TASK TO CARRY OUT: For the records below, give the number of lines containing the word "match" and no other text.

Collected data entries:
+ + + +

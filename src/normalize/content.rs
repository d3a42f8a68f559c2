//! Normalizers for structured content: timelines, chapters, turning points and
//! the dialogue level.

use serde_json::{Map, Value};

use super::{as_number, normalize_impact_level, normalize_text};
use crate::models::{Act3Snapshot, Chapter, TimelineEvent, TurningPoint};

const DATE_KEYS: &[&str] = &["date", "time", "when", "timestamp"];
const EVENT_KEYS: &[&str] = &["event", "description", "title", "content", "summary"];
const IMPACT_KEYS: &[&str] = &["impact", "significance", "importance", "weight"];

/// Remove and return the first non-empty text found under any of `keys`.
fn take_text(map: &mut Map<String, Value>, keys: &[&str]) -> String {
    for key in keys {
        if let Some(value) = map.get(*key) {
            let text = normalize_text(value);
            if !text.is_empty() {
                map.remove(*key);
                return text;
            }
        }
    }
    String::new()
}

/// Drop keys that name a typed field, so a leftover alias never shadows the
/// normalized value once `extra` is flattened back in.
fn strip_fields(map: &mut Map<String, Value>, fields: &[&str]) {
    for field in fields {
        map.remove(*field);
    }
}

/// Normalize a case timeline. Entries may be objects using any of several
/// key names, or bare strings. Entries with neither a date nor an event are
/// dropped; unrecognised keys are kept.
pub fn normalize_timeline(value: &Value) -> Vec<TimelineEvent> {
    let Value::Array(items) = value else {
        return Vec::new();
    };

    items
        .iter()
        .filter_map(|item| match item {
            Value::String(s) if !s.trim().is_empty() => Some(TimelineEvent {
                date: String::new(),
                event: s.trim().to_string(),
                extra: Map::new(),
            }),
            Value::Object(map) => {
                let mut extra = map.clone();
                let date = take_text(&mut extra, DATE_KEYS);
                let event = take_text(&mut extra, EVENT_KEYS);
                strip_fields(&mut extra, &["date", "event"]);
                if date.is_empty() && event.is_empty() {
                    tracing::debug!("Dropping timeline entry without date or event");
                    return None;
                }
                Some(TimelineEvent { date, event, extra })
            }
            _ => None,
        })
        .collect()
}

/// Normalize narrative chapters, keeping their content verbatim.
///
/// A chapter without a usable `order` gets `index + 1`, where `index` is its
/// position in the original sequence. Bare strings become `{ content }`
/// chapters; other entries are skipped.
pub fn normalize_chapters(items: &[Value]) -> Vec<Chapter> {
    items
        .iter()
        .enumerate()
        .filter_map(|(index, item)| {
            let fallback_order = index as u32 + 1;
            match item {
                Value::Object(map) => {
                    let mut content = map.clone();
                    let order = content
                        .remove("order")
                        .as_ref()
                        .and_then(as_number)
                        .filter(|n| n.is_finite() && *n >= 1.0)
                        .map(|n| n as u32)
                        .unwrap_or(fallback_order);
                    Some(Chapter { order, content })
                }
                Value::String(text) => {
                    let mut content = Map::new();
                    content.insert("content".to_string(), Value::String(text.clone()));
                    Some(Chapter {
                        order: fallback_order,
                        content,
                    })
                }
                _ => {
                    tracing::debug!("Skipping chapter {} with unusable shape", fallback_order);
                    None
                }
            }
        })
        .collect()
}

/// Normalize timeline turning points. The impact is derived from whichever
/// impact-like key is present; other keys are kept.
pub fn normalize_turning_points(value: &Value) -> Vec<TurningPoint> {
    let Value::Array(items) = value else {
        return Vec::new();
    };

    items
        .iter()
        .filter_map(|item| {
            let Value::Object(map) = item else {
                return None;
            };
            let mut extra = map.clone();
            let date = take_text(&mut extra, DATE_KEYS);
            let description = take_text(&mut extra, EVENT_KEYS);
            let impact = IMPACT_KEYS
                .iter()
                .find_map(|key| extra.remove(*key))
                .map(|signal| normalize_impact_level(&signal))
                .unwrap_or_default();
            strip_fields(&mut extra, &["date", "description", "impact"]);
            Some(TurningPoint {
                date,
                description,
                impact,
                extra,
            })
        })
        .collect()
}

/// Dialogue difficulty in `1..=3`. Accepts numbers, numeric strings and level
/// names; defaults to `1`.
pub fn normalize_level(value: &Value) -> u8 {
    if let Some(n) = as_number(value) {
        if n.is_finite() {
            return n.round().clamp(1.0, 3.0) as u8;
        }
    }
    if let Value::String(label) = value {
        let label = label.trim().to_lowercase();
        if ["advanced", "hard", "expert", "高级"].iter().any(|l| label.contains(l)) {
            return 3;
        }
        if ["intermediate", "medium", "中级"].iter().any(|l| label.contains(l)) {
            return 2;
        }
        if ["basic", "beginner", "easy", "初级"].iter().any(|l| label.contains(l)) {
            return 1;
        }
    }
    if !value.is_null() {
        tracing::debug!("Unreadable dialogue level {}, using 1", value);
    }
    Act3Snapshot::MIN_LEVEL
}
use std::path::PathBuf;

use anyhow::{Context, Result};

use crate::snapshot::ConversionOptions;

pub const DEFAULT_PORT: u16 = 3000;

const ENV_PORT: &str = "CASEBOOK_PORT";
const ENV_DB_PATH: &str = "CASEBOOK_DB_PATH";
const ENV_STRICT_SNAPSHOTS: &str = "CASEBOOK_STRICT_SNAPSHOTS";
const ENV_SYNC_STORES: &str = "CASEBOOK_SYNC_STORES";

/// Server settings, read from the environment and overridden by CLI flags.
#[derive(Debug, Clone, PartialEq, Eq)]
pub struct ServerConfig {
    pub port: u16,
    /// Database file. `None` means the per-user data directory.
    pub db_path: Option<PathBuf>,
    /// Reject snapshot writes that fail validation instead of logging them.
    pub strict_snapshots: bool,
    /// Push restored Act 2 results into the dependent containers.
    pub sync_stores: bool,
}

impl Default for ServerConfig {
    fn default() -> Self {
        Self {
            port: DEFAULT_PORT,
            db_path: None,
            strict_snapshots: false,
            sync_stores: true,
        }
    }
}

impl ServerConfig {
    pub fn from_env() -> Result<Self> {
        Self::from_lookup(|key| std::env::var(key).ok())
    }

    /// Build a config from any key lookup. Unset or blank keys keep their defaults.
    pub fn from_lookup(lookup: impl Fn(&str) -> Option<String>) -> Result<Self> {
        let get = |key: &str| lookup(key).filter(|v| !v.trim().is_empty());
        let mut config = Self::default();

        if let Some(port) = get(ENV_PORT) {
            config.port = port
                .trim()
                .parse()
                .with_context(|| format!("{} must be a port number, got {:?}", ENV_PORT, port))?;
        }
        if let Some(path) = get(ENV_DB_PATH) {
            config.db_path = Some(PathBuf::from(path));
        }
        if let Some(flag) = get(ENV_STRICT_SNAPSHOTS) {
            config.strict_snapshots = parse_flag(ENV_STRICT_SNAPSHOTS, &flag)?;
        }
        if let Some(flag) = get(ENV_SYNC_STORES) {
            config.sync_stores = parse_flag(ENV_SYNC_STORES, &flag)?;
        }

        Ok(config)
    }

    /// Conversion options every request starts from.
    pub fn conversion_options(&self) -> ConversionOptions {
        let base = if self.strict_snapshots {
            ConversionOptions::strict()
        } else {
            ConversionOptions::default()
        };
        base.with_sync_stores(self.sync_stores)
    }
}

fn parse_flag(key: &str, value: &str) -> Result<bool> {
    match value.trim().to_lowercase().as_str() {
        "1" | "true" | "yes" | "on" => Ok(true),
        "0" | "false" | "no" | "off" => Ok(false),
        _ => anyhow::bail!("{} must be a boolean, got {:?}", key, value),
    }
}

+ + + +

TASK SOLUTION: 3